Cronaca

Delitto di Ravello, condanna definitiva: 13 anni all’assassino

Giuseppe Lima è stato condannato in via definitiva, dai giudici della Settima sezione panale della Cassazione, a 13 anni di reclusione per l’omicidio di Patrizia Attruia che si consumò a Ravello il 27 marzo di sei anni fa.

Come riporta il quotidiano La Città, quella di Giuseppe Lima fu un’ammissione tardiva, giunta in un momento «già fortemente delineato quanto alla prova del concorso nell’omicidio di Patrizia Attruia».

Respinto dunque il ricordo del muratore di origini paganesi che uccise la donna in concorso con Vincenza Dipino, condannata in via definitiva a 13 anni di reclusione.

Chiusa così l’ultima parentesi giudiziaria di quello che è stato definito “l’omicidio della cassapanca” poiché gli imputati chiusero il corpo della donna assassinata nel mobile; da ciò anche la condanna per occultamento di cadavere.

Lima è stato condannato, in via definitiva, a 13 anni, 4 mesi e 10 giorni di reclusione. Una condanna a cui è stata riconosciuta la maggiore gravità per la sua indole violenta e aggressiva, tenente alla sopraffazione, come emerso anche dalle dichiarazioni dell’ex moglie e delle figlie.

Come riporta sempre La Città, l’omicidio avvenuto a Ravello, nel corso dei processi, ha riservato non pochi colpi di scena. Nella prima fase delle indagini, Lima cerco di scaricare tutte le colpe sulla Dipino, cercando di depistare l’attività investigativa dei carabinieri. La complice, infatti fu arrestata poco dopo il rinvenimento del cadavere perché era la principale indiziata dell’assassinio della donna, sua rivale in amore.

La vittima e la Dipino, emerge dalle carte processuali, si contendevano lo stesso uomo, Lima. Il muratore disse di aver riposto il cadavere nella cassapanca in attesa di escogitare un sistema per farlo scomparire. Poi, chiari l’intero omicidio e com’era maturato.

Il movente dell’omicidio è tutto nel “triangolo amoroso” che si era creato nell’appartamento di Ravello.

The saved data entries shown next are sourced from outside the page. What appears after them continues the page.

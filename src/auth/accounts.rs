//! Email/password identity provider and the device session.

use std::sync::Arc;

use argon2::password_hash::{PasswordHash, PasswordHasher, PasswordVerifier, SaltString};
use argon2::Argon2;
use rand_core::OsRng;
use serde::Serialize;
use tokio::sync::RwLock;

use crate::db::Repository;
use crate::errors::AppError;

/// Shortest password the provider accepts.
pub const MIN_PASSWORD_LEN: usize = 6;

/// The signed-in identity.
#[derive(Debug, Clone, PartialEq, Eq, Serialize)]
pub struct AuthUser {
    pub uid: String,
    pub email: String,
}

/// Identity provider holding the single session of this device.
pub struct AuthService {
    repo: Arc<Repository>,
    current: RwLock<Option<AuthUser>>,
}

impl AuthService {
    pub fn new(repo: Arc<Repository>) -> Self {
        Self {
            repo,
            current: RwLock::new(None),
        }
    }

    pub async fn current_user(&self) -> Option<AuthUser> {
        self.current.read().await.clone()
    }

    /// The signed-in user, or `Unauthorized` naming what the caller tried to do.
    pub async fn require_user(&self, action: &str) -> Result<AuthUser, AppError> {
        self.current_user().await.ok_or_else(|| {
            AppError::Unauthorized(format!(
                "User not authenticated. Please log in to {}.",
                action
            ))
        })
    }

    /// Register a new account and sign it in.
    pub async fn create_user(&self, email: &str, password: &str) -> Result<AuthUser, AppError> {
        validate_email(email)?;
        if password.chars().count() < MIN_PASSWORD_LEN {
            return Err(AppError::Validation(format!(
                "Password must be at least {} characters",
                MIN_PASSWORD_LEN
            )));
        }

        let salt = SaltString::generate(&mut OsRng);
        let password_hash = Argon2::default()
            .hash_password(password.as_bytes(), &salt)?
            .to_string();

        let account = self.repo.create_account(email, &password_hash).await?;
        let user = AuthUser {
            uid: account.uid,
            email: account.email,
        };

        tracing::info!(uid = %user.uid, "Account created");
        *self.current.write().await = Some(user.clone());
        Ok(user)
    }

    /// Verify credentials and start a session.
    pub async fn sign_in(&self, email: &str, password: &str) -> Result<AuthUser, AppError> {
        let invalid = || AppError::Authentication("Invalid email or password".to_string());

        let account = self
            .repo
            .find_account_by_email(email)
            .await?
            .ok_or_else(invalid)?;

        let parsed = PasswordHash::new(&account.password_hash)?;
        Argon2::default()
            .verify_password(password.as_bytes(), &parsed)
            .map_err(|_| invalid())?;

        let user = AuthUser {
            uid: account.uid,
            email: account.email,
        };
        tracing::info!(uid = %user.uid, "Signed in");
        *self.current.write().await = Some(user.clone());
        Ok(user)
    }

    pub async fn sign_out(&self) {
        if let Some(user) = self.current.write().await.take() {
            tracing::info!(uid = %user.uid, "Signed out");
        }
    }
}

pub fn validate_email(email: &str) -> Result<(), AppError> {
    let email = email.trim();
    match email.split_once('@') {
        Some((local, domain)) if !local.is_empty() && !domain.is_empty() => Ok(()),
        _ => Err(AppError::Validation(format!(
            "Invalid email address: {}",
            email
        ))),
    }
}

Tra la Dipino e Lima, infatti, era nata una relazione clandestina che aveva finito per scatenare l’ira della compagna dell’omicida.

La Attruia fu ammazzata a mani nude da Lima che, reagì alla scenata della compagna, picchiandola e stringendogli le mani al collo fino ad ammazzarla. In quel momento entrò in scena la Dipino, sua amante, che lo aiutò a nascondere il corpo nel mobile. In attesa di trovare una soluzione per disfarsene, facendolo scomparire.